BaSi ₂ O ₅ : P whose surface is coated with yttrium boron is the same as in Example 6 except that Cl ₂ is used.
b was prototyped. A 40 WSS fluorescent lamp was prototyped by coating this fluorescent material on a tube, and the emission output and the luminous flux maintenance factor were measured under the same conditions as compared with a conventional fluorescent lamp coated with a fluorescent material. As shown in Table 1, this result shows that the conventional BaSi ₂ O ₅ :
The emission output was improved by 2% and the luminous flux maintenance rate after lighting for 100 hours and 500 hours was improved by 11% and 12% as compared with the fluorescent lamp using the Pb phosphor.
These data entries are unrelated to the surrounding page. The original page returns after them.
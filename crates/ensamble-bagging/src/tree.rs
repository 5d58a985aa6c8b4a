use std::collections::VecDeque;

use rand::SeedableRng;
use rand_chacha::ChaCha8Rng;
use tracing::{debug, instrument};

use crate::{
    BaggingError,
    learner::{BaseLearner, LearnerFactory},
    split::{SplitCriterion, best_split},
};

/// Configuration for a single CART decision tree.
///
/// Used directly, or as the template [`LearnerFactory`] of an ensemble, in
/// which case `max_depth` and `seed` are overridden per estimator.
///
/// # Defaults
///
/// | Parameter           | Default             |
/// |---------------------|---------------------|
/// | `criterion`         | `Gini`              |
/// | `max_depth`         | `None` (unlimited)  |
/// | `min_samples_split` | 2                   |
/// | `min_samples_leaf`  | 1                   |
/// | `seed`              | 42                  |
#[derive(Debug, Clone, PartialEq, serde::Serialize, serde::Deserialize)]
pub struct DecisionTreeConfig {
    pub(crate) criterion: SplitCriterion,
    pub(crate) max_depth: Option<usize>,
    pub(crate) min_samples_split: usize,
    pub(crate) min_samples_leaf: usize,
    pub(crate) seed: u64,
}

impl DecisionTreeConfig {
    /// Create a new config with default values.
    #[must_use]
    pub fn new() -> Self {
        Self {
            criterion: SplitCriterion::Gini,
            max_depth: None,
            min_samples_split: 2,
            min_samples_leaf: 1,
            seed: 42,
        }
    }

    /// Set the split quality criterion.
    #[must_use]
    pub fn with_criterion(mut self, criterion: SplitCriterion) -> Self {
        self.criterion = criterion;
        self
    }

    /// Set the maximum tree depth.
    ///
    /// `None` grows until leaves are pure or no split is possible.
    /// `Some(d)` limits depth to `d` levels (root is depth 0).
    #[must_use]
    pub fn with_max_depth(mut self, max_depth: Option<usize>) -> Self {
        self.max_depth = max_depth;
        self
    }

    /// Set the minimum number of samples required to attempt a split.
    #[must_use]
    pub fn with_min_samples_split(mut self, min_samples_split: usize) -> Self {
        self.min_samples_split = min_samples_split;
        self
    }

    /// Set the minimum number of samples required in each leaf after a split.
    #[must_use]
    pub fn with_min_samples_leaf(mut self, min_samples_leaf: usize) -> Self {
        self.min_samples_leaf = min_samples_leaf;
        self
    }

    /// Set the random seed that orders the column scan.
    #[must_use]
    pub fn with_seed(mut self, seed: u64) -> Self {
        self.seed = seed;
        self
    }

    #[must_use]
    pub fn criterion(&self) -> SplitCriterion {
        self.criterion
    }

    #[must_use]
    pub fn max_depth(&self) -> Option<usize> {
        self.max_depth
    }

    #[must_use]
    pub fn min_samples_split(&self) -> usize {
        self.min_samples_split
    }

    #[must_use]
    pub fn min_samples_leaf(&self) -> usize {
        self.min_samples_leaf
    }

    #[must_use]
    pub fn seed(&self) -> u64 {
        self.seed
    }

    /// Check the split limits without fitting anything.
    ///
    /// # Errors
    ///
    /// [`BaggingError::InvalidMaxDepth`], [`BaggingError::InvalidMinSamplesSplit`]
    /// or [`BaggingError::InvalidMinSamplesLeaf`].
    pub fn validate(&self) -> Result<(), BaggingError> {
        if self.max_depth == Some(0) {
            return Err(BaggingError::InvalidMaxDepth { max_depth: 0 });
        }
        if self.min_samples_split < 2 {
            return Err(BaggingError::InvalidMinSamplesSplit {
                min_samples_split: self.min_samples_split,
            });
        }
        if self.min_samples_leaf < 1 {
            return Err(BaggingError::InvalidMinSamplesLeaf {
                min_samples_leaf: self.min_samples_leaf,
            });
        }
        Ok(())
    }

    /// Train a decision tree on the provided row-major dataset.
    ///
    /// `labels[sample_idx]` are class indices; the tree remembers which
    /// ones it saw and reports them through [`BaseLearner::classes`].
    ///
    /// # Errors
    ///
    /// | Variant                                     | When                                |
    /// |---------------------------------------------|-------------------------------------|
    /// | [`BaggingError::EmptyDataset`]              | `features` is empty                 |
    /// | [`BaggingError::LengthMismatch`]            | `features` and `labels` differ      |
    /// | [`BaggingError::ZeroFeatures`]              | rows have zero feature columns      |
    /// | [`BaggingError::FeatureCountMismatch`]      | rows have inconsistent lengths      |
    /// | [`BaggingError::NonFiniteValue`]            | any value is NaN or infinite        |
    /// | [`BaggingError::InvalidMaxDepth`]           | `max_depth` is `Some(0)`            |
    /// | [`BaggingError::InvalidMinSamplesSplit`]    | `min_samples_split` < 2             |
    /// | [`BaggingError::InvalidMinSamplesLeaf`]     | `min_samples_leaf` < 1              |
    #[instrument(level = "trace", skip_all, fields(n_samples = features.len()))]
    pub fn fit(
        &self,
        features: &[Vec<f64>],
        labels: &[usize],
    ) -> Result<DecisionTree, BaggingError> {
        if features.is_empty() {
            return Err(BaggingError::EmptyDataset);
        }
        if features.len() != labels.len() {
            return Err(BaggingError::LengthMismatch {
                n_samples: features.len(),
                n_labels: labels.len(),
            });
        }
        let n_features = features[0].len();
        if n_features == 0 {
            return Err(BaggingError::ZeroFeatures);
        }
        for (sample_index, row) in features.iter().enumerate() {
            if row.len() != n_features {
                return Err(BaggingError::FeatureCountMismatch {
                    expected: n_features,
                    got: row.len(),
                    sample_index,
                });
            }
            if let Some(feature_index) = row.iter().position(|v| !v.is_finite()) {
                return Err(BaggingError::NonFiniteValue {
                    sample_index,
                    feature_index,
                });
            }
        }
        self.validate()?;

        let mut classes = labels.to_vec();
        classes.sort_unstable();
        classes.dedup();
        let local: Vec<usize> = labels
            .iter()
            .map(|l| classes.binary_search(l).unwrap_or_default())
            .collect();

        let mut grower = Grower {
            config: self,
            columns: (0..n_features)
                .map(|c| features.iter().map(|row| row[c]).collect())
                .collect(),
            labels: &local,
            n_classes: classes.len(),
            rng: ChaCha8Rng::seed_from_u64(self.seed),
            nodes: Vec::new(),
        };
        let rows: Vec<usize> = (0..features.len()).collect();
        grower.grow(&rows, 0);

        let tree = DecisionTree {
            nodes: grower.nodes,
            n_features,
            classes,
        };
        debug!(
            n_nodes = tree.nodes.len(),
            depth = tree.depth(),
            n_classes = tree.classes.len(),
            "decision tree built"
        );
        Ok(tree)
    }
}

impl Default for DecisionTreeConfig {
    fn default() -> Self {
        Self::new()
    }
}

impl LearnerFactory for DecisionTreeConfig {
    type Learner = DecisionTree;

    fn fit(
        &self,
        features: &[Vec<f64>],
        labels: &[usize],
        max_depth: Option<usize>,
        seed: u64,
    ) -> Result<DecisionTree, BaggingError> {
        self.clone()
            .with_max_depth(max_depth)
            .with_seed(seed)
            .fit(features, labels)
    }
}

/// Arena node. Children always sit at higher indices than their parent.
#[derive(Debug, Clone, PartialEq, serde::Serialize, serde::Deserialize)]
pub(crate) enum Node {
    Split {
        feature: usize,
        threshold: f64,
        left: usize,
        right: usize,
    },
    Leaf {
        /// Local position of the majority class.
        prediction: usize,
        /// Class shares over local positions.
        distribution: Vec<f64>,
    },
}

/// Recursive state for one `fit` call.
struct Grower<'a> {
    config: &'a DecisionTreeConfig,
    columns: Vec<Vec<f64>>,
    labels: &'a [usize],
    n_classes: usize,
    rng: ChaCha8Rng,
    nodes: Vec<Node>,
}

impl Grower<'_> {
    /// Grow the subtree for `rows` and return its arena index.
    fn grow(&mut self, rows: &[usize], depth: usize) -> usize {
        let mut counts = vec![0usize; self.n_classes];
        rows.iter().for_each(|&r| counts[self.labels[r]] += 1);

        let config = self.config;
        let stop = rows.len() < config.min_samples_split
            || counts.iter().filter(|&&c| c > 0).count() < 2
            || config.max_depth.is_some_and(|max| depth >= max);
        let split = if stop {
            None
        } else {
            best_split(
                &self.columns,
                self.labels,
                rows,
                self.n_classes,
                config.criterion,
                config.min_samples_leaf,
                &mut self.rng,
            )
        };

        let slot = self.nodes.len();
        let Some((feature, threshold)) = split else {
            self.nodes.push(leaf(&counts, rows.len()));
            return slot;
        };

        // Placeholder until both children exist.
        self.nodes.push(leaf(&counts, rows.len()));
        let (left_rows, right_rows): (Vec<usize>, Vec<usize>) = rows
            .iter()
            .copied()
            .partition(|&r| self.columns[feature][r] <= threshold);
        let left = self.grow(&left_rows, depth + 1);
        let right = self.grow(&right_rows, depth + 1);
        self.nodes[slot] = Node::Split {
            feature,
            threshold,
            left,
            right,
        };
        slot
    }
}

/// Leaf for the given class counts. The first maximum wins on equal counts.
fn leaf(counts: &[usize], total: usize) -> Node {
    let top = counts.iter().copied().max().unwrap_or(0);
    Node::Leaf {
        prediction: counts.iter().position(|&c| c == top).unwrap_or(0),
        distribution: counts.iter().map(|&c| c as f64 / total as f64).collect(),
    }
}

/// A fitted CART decision tree, stored as an index-linked node arena.
#[derive(Debug, Clone, PartialEq, serde::Serialize, serde::Deserialize)]
pub struct DecisionTree {
    pub(crate) nodes: Vec<Node>,
    pub(crate) n_features: usize,
    pub(crate) classes: Vec<usize>,
}

impl DecisionTree {
    /// Longest root-to-leaf path. A single leaf has depth 0.
    fn depth(&self) -> usize {
        let mut deepest = 0;
        let mut queue = VecDeque::from([(0usize, 0usize)]);
        while let Some((idx, d)) = queue.pop_front() {
            match self.nodes.get(idx) {
                Some(Node::Split { left, right, .. }) => {
                    queue.push_back((*left, d + 1));
                    queue.push_back((*right, d + 1));
                }
                Some(Node::Leaf { .. }) => deepest = deepest.max(d),
                None => {}
            }
        }
        deepest
    }

    fn check_width(&self, sample: &[f64]) -> Result<(), BaggingError> {
        if sample.len() != self.n_features {
            return Err(BaggingError::PredictionFeatureMismatch {
                expected: self.n_features,
                got: sample.len(),
            });
        }
        Ok(())
    }

    /// Walk from the root to a leaf: left when `sample[feature] <= threshold`.
    ///
    /// Returns the leaf's `(prediction, distribution)`.
    fn walk(&self, sample: &[f64]) -> Result<(usize, &[f64]), BaggingError> {
        self.check_width(sample)?;
        let mut idx = 0;
        loop {
            match &self.nodes[idx] {
                Node::Leaf {
                    prediction,
                    distribution,
                } => return Ok((*prediction, distribution.as_slice())),
                Node::Split {
                    feature,
                    threshold,
                    left,
                    right,
                } => idx = if sample[*feature] <= *threshold { *left } else { *right },
            }
        }
    }
}

impl BaseLearner for DecisionTree {
    fn classes(&self) -> &[usize] {
        &self.classes
    }

    fn n_features(&self) -> usize {
        self.n_features
    }

    fn predict(&self, sample: &[f64]) -> Result<usize, BaggingError> {
        let (prediction, _) = self.walk(sample)?;
        Ok(self.classes[prediction])
    }

    fn predict_proba(&self, sample: &[f64]) -> Result<Vec<f64>, BaggingError> {
        let (_, distribution) = self.walk(sample)?;
        Ok(distribution.to_vec())
    }

    fn check_integrity(&self) -> Result<(), String> {
        if self.nodes.is_empty() {
            return Err("tree has no nodes".to_string());
        }
        let n_nodes = self.nodes.len();
        for (idx, node) in self.nodes.iter().enumerate() {
            match node {
                Node::Split {
                    feature,
                    left,
                    right,
                    ..
                } => {
                    if *feature >= self.n_features {
                        return Err(format!(
                            "node {idx} splits on column {feature} of {}",
                            self.n_features
                        ));
                    }
                    if [left, right].iter().any(|&&c| c <= idx || c >= n_nodes) {
                        return Err(format!("node {idx} has children {left} and {right}"));
                    }
                }
                Node::Leaf {
                    prediction,
                    distribution,
                } => {
                    if *prediction >= self.classes.len()
                        || distribution.len() != self.classes.len()
                    {
                        return Err(format!(
                            "leaf {idx} does not match the tree's {} classes",
                            self.classes.len()
                        ));
                    }
                }
            }
        }
        Ok(())
    }
}
use std::path::{Path, PathBuf};

use anyhow::{Context, Result};
use clap::{Args, Parser, Subcommand};
use tracing::{debug, info, warn};

use ensamble_bagging::{
    BaggingClassifier, BaggingConfig, DecisionTreeConfig, MaxFeatures, OobMode, SplitCriterion,
};
use ensamble_io::{
    ClassNames, DatasetReader, FeatureVector, Health, ModelInfo, Prediction, ResultWriter,
    TrainingSummary, to_json,
};

/// The fitted model type: labels are integer class codes.
type Model = BaggingClassifier<u32>;

#[derive(Parser)]
#[command(name = "ensamble")]
#[command(about = "Bagging ensemble classifier: train, inspect, and predict")]
#[command(version)]
struct Cli {
    #[command(subcommand)]
    command: Command,

    #[command(flatten)]
    settings: Settings,

    /// Enable verbose (debug-level) logging
    #[arg(long, global = true)]
    verbose: bool,

    /// Suppress all output except errors
    #[arg(long, global = true)]
    quiet: bool,

    /// Number of threads for parallel prediction (defaults to all cores)
    #[arg(long, global = true, env = "ENSAMBLE_THREADS")]
    threads: Option<usize>,
}

/// Service identity reported by `info`. Each flag falls back to its
/// environment variable, which may come from a `.env` file.
#[derive(Args, Debug, Clone)]
struct Settings {
    /// Application name
    #[arg(long, global = true, env = "ENSAMBLE_APP_NAME", default_value = "Ensamble API")]
    app_name: String,

    /// Application version
    #[arg(long, global = true, env = "ENSAMBLE_APP_VERSION", default_value = "1.0.0")]
    app_version: String,

    /// Team identifier
    #[arg(long, global = true, env = "ENSAMBLE_MODEL_TEAM", default_value = "pi")]
    model_team: String,

    /// Model family label
    #[arg(
        long,
        global = true,
        env = "ENSAMBLE_MODEL_TYPE",
        default_value = "RandomForestClassifier"
    )]
    model_type: String,
}

#[derive(Subcommand)]
enum Command {
    /// Fit an ensemble on a labeled CSV and save it
    Train {
        /// Path to the labeled CSV (features first, integer class code last)
        #[arg(long)]
        data: PathBuf,

        /// Path to write the model binary
        #[arg(long)]
        output: PathBuf,

        /// Number of estimators
        #[arg(long, env = "ENSAMBLE_N_ESTIMATORS", default_value_t = 100)]
        n_estimators: usize,

        /// Maximum depth of every estimator
        #[arg(long, env = "ENSAMBLE_MAX_DEPTH", default_value_t = 8)]
        max_depth: usize,

        /// Grow estimators without a depth limit (overrides --max-depth)
        #[arg(long, default_value_t = false)]
        unlimited_depth: bool,

        /// Features per estimator: "sqrt", "all", a fraction like 0.5, or a count like 3
        #[arg(long, env = "ENSAMBLE_MAX_FEATURES", default_value = "sqrt")]
        max_features: String,

        /// Split quality criterion: "gini" or "entropy"
        #[arg(long, env = "ENSAMBLE_CRITERION", default_value = "gini")]
        criterion: String,

        /// Minimum rows a node needs before it may split
        #[arg(long, default_value_t = 2)]
        min_samples_split: usize,

        /// Minimum rows on each side of a split
        #[arg(long, default_value_t = 1)]
        min_samples_leaf: usize,

        /// Compute the out-of-bag accuracy
        #[arg(long, default_value_t = false)]
        oob: bool,

        /// RNG seed for reproducibility
        #[arg(long, env = "ENSAMBLE_SEED", default_value_t = 42)]
        seed: u64,

        /// Seed from OS entropy instead of --seed
        #[arg(long, default_value_t = false)]
        random_seed: bool,

        /// Also write the training summary to {report_dir}/{model stem}_train.json
        #[arg(long)]
        report_dir: Option<PathBuf>,
    },

    /// Predict the class of one feature vector
    Predict {
        /// Path to the trained model binary
        #[arg(long, env = "ENSAMBLE_MODEL")]
        model: PathBuf,

        /// Comma-separated feature values, e.g. 5.1,3.5,1.4,0.2
        #[arg(long, allow_hyphen_values = true)]
        features: String,

        /// Comma-separated class names in class-code order
        #[arg(
            long,
            env = "ENSAMBLE_CLASS_NAMES",
            default_value = "setosa,versicolor,virginica"
        )]
        class_names: String,
    },

    /// Print model configuration and metadata
    Info {
        /// Path to the trained model binary
        #[arg(long, env = "ENSAMBLE_MODEL")]
        model: PathBuf,
    },

    /// Check that the model loads
    Health {
        /// Path to the trained model binary
        #[arg(long, env = "ENSAMBLE_MODEL")]
        model: PathBuf,
    },
}

fn parse_max_features(s: &str) -> Result<MaxFeatures> {
    match s.trim() {
        "sqrt" => Ok(MaxFeatures::Sqrt),
        "all" => Ok(MaxFeatures::All),
        other if other.contains('.') => other
            .parse::<f64>()
            .map(MaxFeatures::Fraction)
            .with_context(|| format!("invalid max_features fraction: {other}")),
        other => other.parse::<usize>().map(MaxFeatures::Count).with_context(|| {
            format!("unknown max_features: {other} (expected sqrt, all, a fraction, or a count)")
        }),
    }
}

fn parse_criterion(s: &str) -> Result<SplitCriterion> {
    match s.trim().to_ascii_lowercase().as_str() {
        "gini" => Ok(SplitCriterion::Gini),
        "entropy" => Ok(SplitCriterion::Entropy),
        other => anyhow::bail!("unknown criterion: {other} (expected gini or entropy)"),
    }
}

fn describe_criterion(criterion: SplitCriterion) -> String {
    match criterion {
        SplitCriterion::Gini => "gini".to_string(),
        SplitCriterion::Entropy => "entropy".to_string(),
    }
}

fn describe_max_features(policy: MaxFeatures) -> String {
    match policy {
        MaxFeatures::Sqrt => "sqrt".to_string(),
        MaxFeatures::All => "all".to_string(),
        MaxFeatures::Fraction(f) => f.to_string(),
        MaxFeatures::Count(k) => k.to_string(),
    }
}

fn load_model(path: &Path) -> Result<Model> {
    let model = Model::load(path)
        .with_context(|| format!("failed to load model {}", path.display()))?;
    info!(
        n_estimators = model.members().len(),
        n_features = model.n_features(),
        n_classes = model.classes().len(),
        "model loaded"
    );
    Ok(model)
}

fn main() -> Result<()> {
    let dotenv = dotenvy::dotenv();
    let cli = Cli::parse();

    let filter = match (cli.verbose, cli.quiet) {
        (true, _) => "debug",
        (_, true) => "error",
        _ => "info",
    };

    tracing_subscriber::fmt()
        .with_env_filter(filter)
        .with_writer(std::io::stderr)
        .init();

    match dotenv {
        Ok(path) => debug!(path = %path.display(), "loaded .env"),
        Err(e) if e.not_found() => {}
        Err(e) => warn!(error = %e, "ignoring unreadable .env"),
    }

    if let Some(threads) = cli.threads {
        rayon::ThreadPoolBuilder::new()
            .num_threads(threads)
            .build_global()
            .context("failed to configure thread pool")?;
        info!(threads, "thread pool configured");
    }

    match cli.command {
        Command::Train {
            data,
            output,
            n_estimators,
            max_depth,
            unlimited_depth,
            max_features,
            criterion,
            min_samples_split,
            min_samples_leaf,
            oob,
            seed,
            random_seed,
            report_dir,
        } => {
            let dataset = DatasetReader::new(&data)
                .read()
                .context("failed to read training CSV")?;
            let n_samples = dataset.n_samples();
            let n_features = dataset.n_features();
            let (features, labels) = dataset.into_parts();

            let config = BaggingConfig::new(n_estimators)?
                .with_max_features(parse_max_features(&max_features)?)
                .with_max_depth((!unlimited_depth).then_some(max_depth))
                .with_oob_mode(if oob { OobMode::Enabled } else { OobMode::Disabled })
                .with_seed((!random_seed).then_some(seed));

            let trees = DecisionTreeConfig::new()
                .with_criterion(parse_criterion(&criterion)?)
                .with_min_samples_split(min_samples_split)
                .with_min_samples_leaf(min_samples_leaf);
            trees.validate().context("invalid tree settings")?;

            let mut model: Model = config.build_with(trees);
            model
                .fit(&features, &labels)
                .context("ensemble training failed")?;
            model.save(&output).context("failed to save model")?;

            let summary = TrainingSummary {
                n_samples,
                n_features,
                n_classes: model.classes().len(),
                n_estimators: model.members().len(),
                oob_score: model.oob_score()?,
                model_path: output.display().to_string(),
            };

            if let Some(dir) = report_dir {
                let stem = output
                    .file_stem()
                    .map_or_else(|| "model".into(), |s| s.to_string_lossy());
                ResultWriter::new(&dir)?.write(&format!("{stem}_train"), &summary)?;
            }

            println!("{}", to_json(&summary)?);
        }

        Command::Predict {
            model,
            features,
            class_names,
        } => {
            let model = load_model(&model)?;
            let input = FeatureVector::parse(&features, model.n_features())
                .context("invalid prediction input")?;
            let code = model
                .predict_one(input.as_slice())
                .context("prediction failed")?;

            let prediction = Prediction {
                prediction: ClassNames::parse(&class_names).name(code).to_string(),
            };
            info!(code, prediction = %prediction.prediction, "prediction made");
            println!("{}", to_json(&prediction)?);
        }

        Command::Info { model } => {
            let model = load_model(&model)?;
            let config = model.config();
            let output = ModelInfo {
                app_name: cli.settings.app_name,
                version: cli.settings.app_version,
                team: cli.settings.model_team,
                model: cli.settings.model_type,
                n_estimators: config.n_estimators(),
                max_features: describe_max_features(config.max_features()),
                max_depth: config.max_depth(),
                criterion: describe_criterion(model.factory().criterion()),
                min_samples_split: model.factory().min_samples_split(),
                min_samples_leaf: model.factory().min_samples_leaf(),
                n_features: model.n_features(),
                classes: model.classes().to_vec(),
                oob_score: model.oob_score()?,
            };
            println!("{}", to_json(&output)?);
        }

        Command::Health { model } => {
            load_model(&model)?;
            println!("{}", to_json(&Health::ok())?);
        }
    }

    Ok(())
}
Example 8] Zn ₂ SiO to the phosphor _4: Mn, and except that the 1 wt% concentration of ammonium borate to be added, was coated with a boron compound of the surface in the same manner as in Example 1 Zn ₂ Si
An O ₄ : Mn phosphor was manufactured as a prototype. A 40 WSS fluorescent lamp was prototyped by coating this fluorescent material on a tube, and the emission output and the luminous flux maintenance factor were measured under the same conditions as compared with a conventional fluorescent lamp coated with a fluorescent material. As shown in Table 1, the emission output is improved by 8% as compared with the conventional fluorescent lamp using Zn ₂ SiO ₄ : Mn phosphor, and the luminous flux maintenance factor after lighting for 100 hours and 500 hours is 10%. And improved by 12%. Example 9 The surface was coated with a boron compound in the same manner as in Example 1 except that (BaMg) Si ₂ O ₅ : Eu was added to the phosphor and ammonium borate was added at 1% by weight (Ba).
A Mg) Si ₂ O ₅ : Eu phosphor was manufactured as a prototype. A 40 WSS fluorescent lamp was prototyped by coating this fluorescent material on a tube, and the emission output and luminous flux maintenance rate were measured under the same conditions as compared with a conventional fluorescent lamp coated with a fluorescent material. As shown in Table 1, this result shows that the conventional (BaMg) Si ₂ O ₅ :
Light emission output is 3 compared to fluorescent lamps using Eu phosphor
%, And the luminous flux maintenance factor after lighting for 100 hours and 500 hours was improved by 6% and 8%.

Claims (1)

[Claims] 1. A silicate-based phosphor, wherein the surface of the fired phosphor particles is coated with a boron compound.